Mom Demands Answers as City School Violates State/Federal Law
BALTIMORE (WBFF) - A mother is demanding answers from Baltimore City Public Schools after learning her seventh grade son has been receiving a first grade education.
“It’s been a nightmare,” says Julie Gaskins, who recently met with City Schools administrators about her son’s education. Project Baltimore obtained audio from that heated closed-door meeting. “I’ve never encountered anything like this before, and I hope I never do again.”
Gaskins’ son, who she asked not to be identified, attends Garret Heights Elementary Middle in northeast Baltimore. He has an IEP, an Individualized Education Program for his vision disability. His school gets extra funding to help him. But a few months ago, Gaskins received a troubling letter from the state.

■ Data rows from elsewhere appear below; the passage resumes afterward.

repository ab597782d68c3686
use utoipa::openapi::security::{HttpAuthScheme, HttpBuilder, SecurityScheme};
use utoipa::{Modify, OpenApi};

use crate::features::auth::{dtos as auth_dtos, handlers as auth_handlers};
use crate::features::files::{dtos as files_dtos, handlers as files_handlers};
use crate::shared::types::ApiError;

#[derive(OpenApi)]
#[openapi(
    paths(
        // Auth
        auth_handlers::get_guest_token,
        auth_handlers::get_user_info,
        auth_handlers::refresh_token,
        // Files
        files_handlers::list_files,
        files_handlers::get_file,
        files_handlers::get_public_file,
        files_handlers::upload_file,
        files_handlers::update_file,
        files_handlers::delete_file,
        files_handlers::delete_all_files,
    ),
    components(
        schemas(
            // Shared
            ApiError,
            // Auth
            auth_dtos::GuestTokenResponseDto,
            auth_dtos::UserInfoResponseDto,
            auth_dtos::RefreshTokenRequestDto,
            auth_dtos::RefreshTokenResponseDto,
            // Files
            files_dtos::FileResponseDto,
            files_dtos::FileBodyDto,
        )
    ),
    tags(
        (name = "auth", description = "Guest tokens and OAuth2 identity"),
        (name = "files", description = "Temporary file upload and management"),
    ),
    modifiers(&SecurityAddon),
    info(
        title = "Tempbox API",
        version = "0.1.0",
        description = "Temporary file hosting with expiring links",
    )
)]
pub struct ApiDoc;

/// Adds Bearer JWT security scheme to OpenAPI spec
struct SecurityAddon;

impl Modify for SecurityAddon {
    fn modify(&self, openapi: &mut utoipa::openapi::OpenApi) {
        if let Some(components) = openapi.components.as_mut() {
            components.add_security_scheme(
                "bearer_auth",
                SecurityScheme::Http(
                    HttpBuilder::new()
                        .scheme(HttpAuthScheme::Bearer)
                        .bearer_format("JWT")
                        .build(),
                ),
            );
        }
    }
}

/// Modifier to override OpenAPI info from config
pub struct SwaggerInfoModifier {
    pub title: String,
    pub version: String,
    pub description: String,
}

impl Modify for SwaggerInfoModifier {
    fn modify(&self, openapi: &mut utoipa::openapi::OpenApi) {
        openapi.info.title = self.title.clone();
        openapi.info.version = self.version.clone();
        openapi.info.description = Some(self.description.clone());
    }
}

#[cfg(test)]
mod tests {
    use super::*;

    #[test]
    fn test_openapi_lists_file_routes() {
        let doc = ApiDoc::openapi();
        let paths = &doc.paths.paths;

        assert!(paths.contains_key("/files/{username}"));
        assert!(paths.contains_key("/files/{username}/{filename}"));
        assert!(paths.contains_key("/files/{username}/public/{filename}"));
        assert!(paths.contains_key("/auth/guest/token"));
    }

    #[test]
    fn test_swagger_info_modifier_overrides_info() {
        let mut doc = ApiDoc::openapi();
        SwaggerInfoModifier {
            title: "Custom".to_string(),
            version: "9.9.9".to_string(),
            description: "desc".to_string(),
        }
        .modify(&mut doc);

        assert_eq!(doc.info.title, "Custom");
        assert_eq!(doc.info.version, "9.9.9");
    }
}
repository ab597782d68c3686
//! `owner/filename` object key convention

use thiserror::Error;

use super::FileRecord;

pub const SEPARATOR: char = '/';

#[derive(Debug, Clone, PartialEq, Eq, Error)]
pub enum ObjectPathError {
    #[error("object key `{0}` is not in owner/filename form")]
    Malformed(String),

    #[error("owner and filename must not be empty")]
    EmptySegment,
}

/// Build the key for `filename` under `owner`
pub fn join(owner: &str, filename: &str) -> Result<String, ObjectPathError> {
    if owner.is_empty() || filename.is_empty() {
        return Err(ObjectPathError::EmptySegment);
    }
    Ok(format!("{}{}{}", owner, SEPARATOR, filename))
}

/// Split on the first separator only
pub fn split(key: &str) -> Result<(&str, &str), ObjectPathError> {
    key.split_once(SEPARATOR)
        .ok_or_else(|| ObjectPathError::Malformed(key.to_string()))
}

/// Listing prefix that only matches keys owned by `owner`
pub fn owner_prefix(owner: &str) -> String {
    format!("{}{}", owner, SEPARATOR)
}

/// Stable, unsigned route serving a public file
pub fn public_url(base_url: &str, owner: &str, filename: &str) -> String {
    format!(
        "{}/files/{}/public/{}",
        base_url.trim_end_matches('/'),
        urlencoding::encode(owner),
        urlencoding::encode(filename)
    )
}

/// Prepare a record for clients: strip the owner segment and, for public
/// files, swap the signed URL for the public route. Applying it twice is a no-op.
pub fn format_record(mut record: FileRecord, base_url: &str) -> FileRecord {
    let Some((owner, filename)) = record.name.split_once(SEPARATOR) else {
        return record;
    };

    if record.lifecycle.is_public {
        record.url = public_url(base_url, owner, filename);
    }
    record.name = filename.to_string();
    record
}

#[cfg(test)]
mod tests {
    use super::*;
    use crate::features::files::models::LifecycleMetadata;

    fn record(name: &str, is_public: bool) -> FileRecord {
        FileRecord {
            name: name.to_string(),
            url: "https://store.local/signed?sig=abc".to_string(),
            content_type: "text/plain".to_string(),
            lifecycle: LifecycleMetadata {
                auto_delete_at: 10_000,
                private_url_expires: 10,
                is_public,
            },
            uploaded_at: 1,
            updated_at: 2,
            size: 3,
        }
    }

    #[test]
    fn test_join_and_split() {
        let key = join("alice", "report.txt").unwrap();
        assert_eq!(key, "alice/report.txt");
        assert_eq!(split(&key).unwrap(), ("alice", "report.txt"));
        assert_eq!(join("", "report.txt"), Err(ObjectPathError::EmptySegment));
    }

    #[test]
    fn test_split_uses_first_separator() {
        assert_eq!(split("alice/dir/report.txt").unwrap(), ("alice", "dir/report.txt"));
        assert!(matches!(split("no-separator"), Err(ObjectPathError::Malformed(_))));
    }

    #[test]
    fn test_format_public_record_uses_public_route() {
        let formatted = format_record(record("alice/report.txt", true), "http://localhost:3000/");
        assert_eq!(formatted.name, "report.txt");
        assert_eq!(formatted.url, "http://localhost:3000/files/alice/public/report.txt");
    }

    #[test]
    fn test_format_private_record_keeps_signed_url() {
        let formatted = format_record(record("alice/report.txt", false), "http://localhost:3000");
        assert_eq!(formatted.name, "report.txt");
        assert_eq!(formatted.url, "https://store.local/signed?sig=abc");
    }

    #[test]
    fn test_format_is_idempotent() {
        for is_public in [true, false] {
            let once = format_record(record("alice/report.txt", is_public), "http://h");
            let twice = format_record(once.clone(), "http://h");
            assert_eq!(once, twice);
        }
    }
}
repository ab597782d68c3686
mod file_handler;

pub use file_handler::*;
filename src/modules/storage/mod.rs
//! Storage module for file management
//!
//! Defines the object-store capability the file lifecycle manager depends on,
//! with a MinIO/S3-compatible backend and an in-memory backend.

mod memory_store;
mod minio_client;

use async_trait::async_trait;
use chrono::{DateTime, Utc};
use std::collections::HashMap;
use thiserror::Error;

pub use memory_store::MemoryObjectStore;
pub use minio_client::MinIOClient;

/// Attributes of a stored object, as reported by the store itself
#[derive(Debug, Clone)]
pub struct ObjectAttributes {
    pub key: String,
    pub content_type: String,
    pub size: u64,
    pub created_at: DateTime<Utc>,
    pub updated_at: DateTime<Utc>,
    /// Opaque version token, changes on every write
    pub generation: String,
    /// User metadata, keys lowercased
    pub metadata: HashMap<String, String>,
}

/// Precondition attached to a write
#[derive(Debug, Clone, PartialEq, Eq)]
pub enum WriteCondition {
    /// Create-if-absent
    DoesNotExist,
    /// Overwrite only the given version
    GenerationMatch(String),
}

#[derive(Debug, Error)]
pub enum StoreError {
    #[error("object `{0}` not found")]
    NotFound(String),

    #[error("precondition failed for object `{0}`")]
    PreconditionFailed(String),

    #[error("storage backend error: {0}")]
    Backend(String),
}

/// Remote blob storage addressed by string keys
#[async_trait]
pub trait ObjectStore: Send + Sync {
    async fn head_object(&self, key: &str) -> Result<ObjectAttributes, StoreError>;

    async fn get_object(&self, key: &str) -> Result<Vec<u8>, StoreError>;

    async fn put_object(
        &self,
        key: &str,
        data: &[u8],
        content_type: &str,
        metadata: &HashMap<String, String>,
        condition: WriteCondition,
    ) -> Result<(), StoreError>;

    /// Delete `key` only if its current generation is `generation`
    async fn delete_object(&self, key: &str, generation: &str) -> Result<(), StoreError>;

    async fn list_keys(&self, prefix: &str) -> Result<Vec<String>, StoreError>;

    /// Time-limited GET URL, valid for `expires_in_secs` from now
    async fn presign_get(&self, key: &str, expires_in_secs: u32) -> Result<String, StoreError>;
}
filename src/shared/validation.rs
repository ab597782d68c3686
use lazy_static::lazy_static;
use regex::Regex;

lazy_static! {
    /// Regex for validating uploaded file names
    /// Alphanumeric, underscore or dash stem and extension, separated by a dot
    /// - Valid: "report.txt", "my_file-1.tar", "a.b"
    /// - Invalid: "example", ".env", "report.", "my file.txt", "a.b.c"
    pub static ref FILE_NAME_REGEX: Regex =
        Regex::new(r"^[A-Za-z0-9_-]+\.[A-Za-z0-9_-]+$").unwrap();
}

The Maryland State Department of Education looked into a complaint filed by Gaskins and found that her son, who is in seventh grade, had an IEP designed for a first grader. MSDE declared the school in violation of state and federal law.
“I’ve never seen anything like this before in my life. There is no excuse for it. These people are being paid a lot of money to do a job and in any other industry, they would be terminated immediately,” stated Gaskins.
During the meeting at Garrett Heights, Gaskins engaged in this heated exchange.
Gaskins: “How many students have not gotten the level of education they need because of your incompetence? You have failed to comply with the law. How are you going to correct it?”
School Attorney: “I understand your frustration, but you being upset with me is not productive.”
Gaskins: “What is not productive is this level on incompetence, sir.”
School Attorney: “The goal of this is not to remedy anything that happened in the past. We can only address…”
Gaskins: “I understand that. But we are talking about a child who is 13 and needs extensive help.”
“No. It was very frustrating,” Gaskins replied when asked if she got the answers she sought. “It’s heartbreaking because there are so many kids in this school and within the school system that have these IEPs. And the system - they don’t care. Their only concern is pushing them through the system and collecting their money.”
Project Baltimore contacted Garrett Heights and North Avenue. Both declined comment.
The State Department of Education gave North Avenue a February 1st deadline to conduct an internal investigation to determine whether this was an isolated incident.